# Mourinho ad Eva Carneiro:"Figlia di putt...". Video



## admin (14 Agosto 2015)

La polemica tra Josè Mourinho ed Eva Carneiro, in questi giorni, è stata ampiamente documentata (qui i dettagli http://www.milanworld.net/mourinho-fa-fuori-eva-carneiro-il-medico-del-chelsea-vt30981.html ). Ora, però, è spuntato anche il video. 

Mourinho, scatenato a bordo campo, si rivolge in malo modo contro la dottoressa brasiliana chiamandola:"Figlia di putt..."

Video qui in basso al secondo post


----------



## admin (14 Agosto 2015)




----------



## malos (14 Agosto 2015)

Che classe.

Lei pensavo fosse spagnola tifando Real.


----------



## Serginho (14 Agosto 2015)

Eccolo qui l'idolo dei bimbiminghia (parecchi anche qui sopra)


----------



## Fabriman94 (14 Agosto 2015)

Si sapeva che persona fosse.
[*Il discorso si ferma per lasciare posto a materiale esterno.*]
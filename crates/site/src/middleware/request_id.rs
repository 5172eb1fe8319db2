//! Request ID middleware for correlating logs and Sentry events.

use axum::{extract::Request, http::HeaderValue, middleware::Next, response::Response};
use tracing::Span;
use uuid::Uuid;

/// The HTTP header name for request IDs.
pub const REQUEST_ID_HEADER: &str = "x-request-id";

/// Longest upstream request ID accepted before a fresh one is generated.
const MAX_REQUEST_ID_LEN: usize = 128;

/// Middleware that ensures every request has a request ID.
///
/// An upstream `x-request-id` is reused when present and reasonably sized;
/// otherwise a UUID v4 is generated. The ID is recorded on the request span,
/// tagged on the Sentry scope, and echoed in the response headers.
pub async fn request_id_middleware(request: Request, next: Next) -> Response {
    let request_id = request
        .headers()
        .get(REQUEST_ID_HEADER)
        .and_then(|h| h.to_str().ok())
        .filter(|id| !id.is_empty() && id.len() <= MAX_REQUEST_ID_LEN)
        .map_or_else(|| Uuid::new_v4().to_string(), String::from);

    Span::current().record("request_id", &request_id);

    sentry::configure_scope(|scope| {
        scope.set_tag("request_id", &request_id);
    });

    let mut response = next.run(request).await;

    if let Ok(value) = HeaderValue::from_str(&request_id) {
        response.headers_mut().insert(REQUEST_ID_HEADER, value);
    }

    response
}
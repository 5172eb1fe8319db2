//! Site users.
//!
//! Users are not created over HTTP. The configured admin account is seeded
//! at startup and authenticates the read endpoints.

use chrono::{DateTime, Utc};

use codevente_core::UserId;

/// A user to be stored. The password is already hashed.
#[derive(Debug, Clone)]
pub struct NewUser {
    pub username: String,
    /// Argon2 PHC string.
    pub password_hash: String,
}

/// A stored user.
///
/// Has no `Serialize` impl, so the hash cannot end up in a response body.
#[derive(Debug, Clone)]
pub struct User {
    pub id: UserId,
    pub username: String,
    pub password_hash: String,
    pub created_at: DateTime<Utc>,
}

impl User {
    pub(crate) fn new(id: UserId, created_at: DateTime<Utc>, new: NewUser) -> Self {
        Self {
            id,
            username: new.username,
            password_hash: new.password_hash,
            created_at,
        }
    }
}
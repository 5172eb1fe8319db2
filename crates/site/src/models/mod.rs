//! Domain models for the form intake API.
//!
//! Each submission kind has two shapes:
//!
//! - a `New*` input, built from a raw JSON payload by running it through the
//!   kind's validation [`Schema`](crate::validation::Schema)
//! - a stored record, carrying the server-assigned id and creation timestamp
//!
//! Stored records serialize with camelCase keys, matching what the site's
//! front end submits.

pub mod contact;
pub mod course_enrollment;
pub mod job_application;
pub mod newsletter;
pub mod user;

pub use contact::{Contact, NewContact};
pub use course_enrollment::{CourseEnrollment, NewCourseEnrollment};
pub use job_application::{JobApplication, NewJobApplication};
pub use newsletter::{NewNewsletterSubscriber, NewsletterSubscriber};
pub use user::{NewUser, User};
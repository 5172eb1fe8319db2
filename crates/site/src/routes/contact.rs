//! Contact form route handlers.

use axum::{Json, extract::State, extract::rejection::JsonRejection};
use serde_json::Value;
use tracing::instrument;

use super::{ApiResponse, read_payload};
use crate::error::{AppError, Result, add_breadcrumb};
use crate::models::NewContact;
use crate::state::AppState;

/// Shown after a contact message is stored.
pub const CONTACT_SUCCESS: &str = "Thank you! We'll get back to you within 24 hours.";

/// Shown when the contact message could not be stored.
pub const CONTACT_FAILURE: &str = "Failed to submit contact form. Please try again.";

/// Submit a contact message.
///
/// POST /api/contact
#[instrument(skip_all)]
pub async fn submit(
    State(state): State<AppState>,
    payload: std::result::Result<Json<Value>, JsonRejection>,
) -> Result<Json<ApiResponse>> {
    let payload = read_payload(payload)?;
    let new = NewContact::from_payload(&payload)?;

    let contact = state
        .store()
        .create_contact(new)
        .map_err(|e| AppError::from_store(e, CONTACT_FAILURE))?;

    let id = contact.id.to_string();
    tracing::info!(contact_id = %id, newsletter = contact.newsletter, "Contact message stored");
    add_breadcrumb(
        "form",
        "Contact message stored",
        Some(&[("contact_id", id.as_str())]),
    );

    Ok(Json(ApiResponse::ok(CONTACT_SUCCESS)))
}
Grande allenatore, ma discutibilissimo a livello umano.


----------



## Fabriman94 (14 Agosto 2015)

malos ha scritto:


> Che classe.
> 
> *Lei pensavo fosse spagnola tifando Real*.


Lo è infatti, il padre è spagnolo.


----------



## Lollo interista (14 Agosto 2015)

Il fatto che una bella donna debba essere trattata meglio di,chessò,un uomo cinquantenne stempiato e con la panza è la prova che il sessismo è duro a morire


----------



## TheZio (14 Agosto 2015)

malos ha scritto:


> Che classe.
> 
> Lei pensavo fosse spagnola tifando Real.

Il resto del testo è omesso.